WHAT THIS TASK INVOLVES. Reproduce the records below exactly, but only between the lines holding "registry.replace(name, peer_origin, sink)?.generation();" and "tracing::warn!(port = %name, missed", inclusive.

EXCERPTED DATA.
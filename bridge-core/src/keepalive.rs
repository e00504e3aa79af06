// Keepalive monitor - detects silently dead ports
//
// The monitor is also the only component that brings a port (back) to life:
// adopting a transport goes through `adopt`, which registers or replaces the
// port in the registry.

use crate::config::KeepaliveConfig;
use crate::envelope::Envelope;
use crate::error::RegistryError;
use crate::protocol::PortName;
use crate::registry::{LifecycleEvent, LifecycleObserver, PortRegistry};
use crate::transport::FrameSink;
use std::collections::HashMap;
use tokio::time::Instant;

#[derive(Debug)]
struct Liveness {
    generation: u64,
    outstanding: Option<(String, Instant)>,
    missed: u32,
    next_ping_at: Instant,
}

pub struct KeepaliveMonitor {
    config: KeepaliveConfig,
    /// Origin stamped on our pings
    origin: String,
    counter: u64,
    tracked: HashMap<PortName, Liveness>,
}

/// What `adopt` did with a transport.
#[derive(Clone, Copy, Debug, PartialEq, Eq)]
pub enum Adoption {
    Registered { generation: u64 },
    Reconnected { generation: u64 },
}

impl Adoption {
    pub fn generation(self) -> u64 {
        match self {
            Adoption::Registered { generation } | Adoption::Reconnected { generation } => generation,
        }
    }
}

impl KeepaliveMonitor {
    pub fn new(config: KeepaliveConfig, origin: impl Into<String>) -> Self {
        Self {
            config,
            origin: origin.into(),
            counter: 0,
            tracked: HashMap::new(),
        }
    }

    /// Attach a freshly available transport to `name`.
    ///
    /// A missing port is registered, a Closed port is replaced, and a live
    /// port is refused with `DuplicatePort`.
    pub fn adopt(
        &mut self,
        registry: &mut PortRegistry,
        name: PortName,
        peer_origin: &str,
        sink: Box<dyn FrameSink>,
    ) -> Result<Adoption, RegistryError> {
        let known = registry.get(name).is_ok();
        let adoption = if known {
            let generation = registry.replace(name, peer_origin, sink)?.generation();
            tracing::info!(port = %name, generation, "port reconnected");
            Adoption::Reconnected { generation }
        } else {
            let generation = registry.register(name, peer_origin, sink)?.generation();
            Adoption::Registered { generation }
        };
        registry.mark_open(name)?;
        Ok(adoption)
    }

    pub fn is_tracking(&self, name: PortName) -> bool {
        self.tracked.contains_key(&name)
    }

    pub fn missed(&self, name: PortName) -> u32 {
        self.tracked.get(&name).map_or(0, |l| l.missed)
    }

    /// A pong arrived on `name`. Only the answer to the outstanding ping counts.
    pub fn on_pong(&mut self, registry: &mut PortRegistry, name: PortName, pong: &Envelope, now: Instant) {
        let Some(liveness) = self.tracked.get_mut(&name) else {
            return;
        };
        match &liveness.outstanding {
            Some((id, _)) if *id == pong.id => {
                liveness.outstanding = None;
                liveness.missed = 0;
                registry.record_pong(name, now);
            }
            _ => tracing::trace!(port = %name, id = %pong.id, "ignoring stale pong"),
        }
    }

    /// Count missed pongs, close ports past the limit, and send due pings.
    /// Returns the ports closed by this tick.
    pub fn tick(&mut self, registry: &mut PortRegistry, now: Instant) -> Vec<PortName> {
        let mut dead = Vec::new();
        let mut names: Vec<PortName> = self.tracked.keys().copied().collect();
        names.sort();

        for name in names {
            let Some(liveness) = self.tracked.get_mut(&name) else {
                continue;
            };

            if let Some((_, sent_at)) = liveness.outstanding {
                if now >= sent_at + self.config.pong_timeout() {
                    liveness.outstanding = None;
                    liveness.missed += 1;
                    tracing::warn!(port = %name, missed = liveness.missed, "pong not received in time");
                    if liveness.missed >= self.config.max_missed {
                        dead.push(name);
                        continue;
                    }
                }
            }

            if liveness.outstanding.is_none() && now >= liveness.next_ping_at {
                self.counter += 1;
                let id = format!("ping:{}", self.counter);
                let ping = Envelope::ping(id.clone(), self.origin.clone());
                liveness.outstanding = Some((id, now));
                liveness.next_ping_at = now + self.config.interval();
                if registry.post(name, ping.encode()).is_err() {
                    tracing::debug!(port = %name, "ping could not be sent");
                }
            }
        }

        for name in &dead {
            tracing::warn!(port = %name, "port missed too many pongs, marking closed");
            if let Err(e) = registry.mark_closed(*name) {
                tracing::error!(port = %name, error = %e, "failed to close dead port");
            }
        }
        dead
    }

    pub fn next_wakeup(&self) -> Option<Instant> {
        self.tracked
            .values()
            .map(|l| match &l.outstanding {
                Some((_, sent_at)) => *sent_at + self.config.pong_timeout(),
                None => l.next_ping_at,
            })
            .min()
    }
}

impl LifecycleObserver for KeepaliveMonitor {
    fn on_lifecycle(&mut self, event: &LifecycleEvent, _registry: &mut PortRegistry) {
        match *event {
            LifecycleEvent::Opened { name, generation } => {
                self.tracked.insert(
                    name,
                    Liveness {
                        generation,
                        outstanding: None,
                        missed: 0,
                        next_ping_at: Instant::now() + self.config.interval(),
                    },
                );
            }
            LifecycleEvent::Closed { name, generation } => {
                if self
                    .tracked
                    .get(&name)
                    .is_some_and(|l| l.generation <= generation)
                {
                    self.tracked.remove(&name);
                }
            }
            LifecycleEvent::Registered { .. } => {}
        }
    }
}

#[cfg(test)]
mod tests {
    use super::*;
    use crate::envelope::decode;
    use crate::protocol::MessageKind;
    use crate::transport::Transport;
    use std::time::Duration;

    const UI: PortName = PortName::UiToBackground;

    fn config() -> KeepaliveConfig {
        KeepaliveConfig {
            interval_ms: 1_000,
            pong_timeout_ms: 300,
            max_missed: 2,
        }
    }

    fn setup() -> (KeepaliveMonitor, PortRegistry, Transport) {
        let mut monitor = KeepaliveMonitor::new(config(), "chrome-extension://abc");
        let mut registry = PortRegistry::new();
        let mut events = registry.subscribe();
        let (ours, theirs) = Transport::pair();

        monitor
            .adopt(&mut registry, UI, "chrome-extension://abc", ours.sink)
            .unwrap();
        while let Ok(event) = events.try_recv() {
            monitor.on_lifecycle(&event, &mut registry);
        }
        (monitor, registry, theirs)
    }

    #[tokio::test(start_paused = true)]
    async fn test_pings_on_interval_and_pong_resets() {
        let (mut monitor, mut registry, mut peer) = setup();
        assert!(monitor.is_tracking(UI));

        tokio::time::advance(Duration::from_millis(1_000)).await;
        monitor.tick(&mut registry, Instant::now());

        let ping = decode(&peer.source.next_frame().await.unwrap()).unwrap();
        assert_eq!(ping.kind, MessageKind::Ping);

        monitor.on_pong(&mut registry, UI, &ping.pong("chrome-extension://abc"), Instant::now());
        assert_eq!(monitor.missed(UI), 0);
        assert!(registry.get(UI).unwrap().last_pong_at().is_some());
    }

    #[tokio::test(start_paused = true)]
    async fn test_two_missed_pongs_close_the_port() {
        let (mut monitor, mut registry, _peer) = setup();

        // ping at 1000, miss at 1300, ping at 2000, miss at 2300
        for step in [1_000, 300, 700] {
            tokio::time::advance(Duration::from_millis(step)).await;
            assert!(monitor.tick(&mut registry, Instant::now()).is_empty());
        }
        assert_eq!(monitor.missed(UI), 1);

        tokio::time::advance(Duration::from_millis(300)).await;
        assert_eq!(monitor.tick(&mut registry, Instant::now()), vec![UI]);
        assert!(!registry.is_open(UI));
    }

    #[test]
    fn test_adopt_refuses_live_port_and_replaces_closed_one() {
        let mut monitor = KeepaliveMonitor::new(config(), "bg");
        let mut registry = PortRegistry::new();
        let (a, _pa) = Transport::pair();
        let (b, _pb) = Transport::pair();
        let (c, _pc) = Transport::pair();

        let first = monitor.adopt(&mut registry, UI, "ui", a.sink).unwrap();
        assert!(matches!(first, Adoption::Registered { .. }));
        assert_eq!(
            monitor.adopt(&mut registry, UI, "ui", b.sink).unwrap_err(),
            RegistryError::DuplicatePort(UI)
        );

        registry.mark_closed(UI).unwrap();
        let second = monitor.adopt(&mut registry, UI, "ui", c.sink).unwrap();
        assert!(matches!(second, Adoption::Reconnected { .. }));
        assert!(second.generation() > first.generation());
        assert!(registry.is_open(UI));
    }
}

ANSWER.
            let generation = registry.replace(name, peer_origin, sink)?.generation();
            tracing::info!(port = %name, generation, "port reconnected");
            Adoption::Reconnected { generation }
        } else {
            let generation = registry.register(name, peer_origin, sink)?.generation();
            Adoption::Registered { generation }
        };
        registry.mark_open(name)?;
        Ok(adoption)
    }

    pub fn is_tracking(&self, name: PortName) -> bool {
        self.tracked.contains_key(&name)
    }

    pub fn missed(&self, name: PortName) -> u32 {
        self.tracked.get(&name).map_or(0, |l| l.missed)
    }

    /// A pong arrived on `name`. Only the answer to the outstanding ping counts.
    pub fn on_pong(&mut self, registry: &mut PortRegistry, name: PortName, pong: &Envelope, now: Instant) {
        let Some(liveness) = self.tracked.get_mut(&name) else {
            return;
        };
        match &liveness.outstanding {
            Some((id, _)) if *id == pong.id => {
                liveness.outstanding = None;
                liveness.missed = 0;
                registry.record_pong(name, now);
            }
            _ => tracing::trace!(port = %name, id = %pong.id, "ignoring stale pong"),
        }
    }

    /// Count missed pongs, close ports past the limit, and send due pings.
    /// Returns the ports closed by this tick.
    pub fn tick(&mut self, registry: &mut PortRegistry, now: Instant) -> Vec<PortName> {
        let mut dead = Vec::new();
        let mut names: Vec<PortName> = self.tracked.keys().copied().collect();
        names.sort();

        for name in names {
            let Some(liveness) = self.tracked.get_mut(&name) else {
                continue;
            };

            if let Some((_, sent_at)) = liveness.outstanding {
                if now >= sent_at + self.config.pong_timeout() {
                    liveness.outstanding = None;
                    liveness.missed += 1;
                    tracing::warn!(port = %name, missed = liveness.missed, "pong not received in time");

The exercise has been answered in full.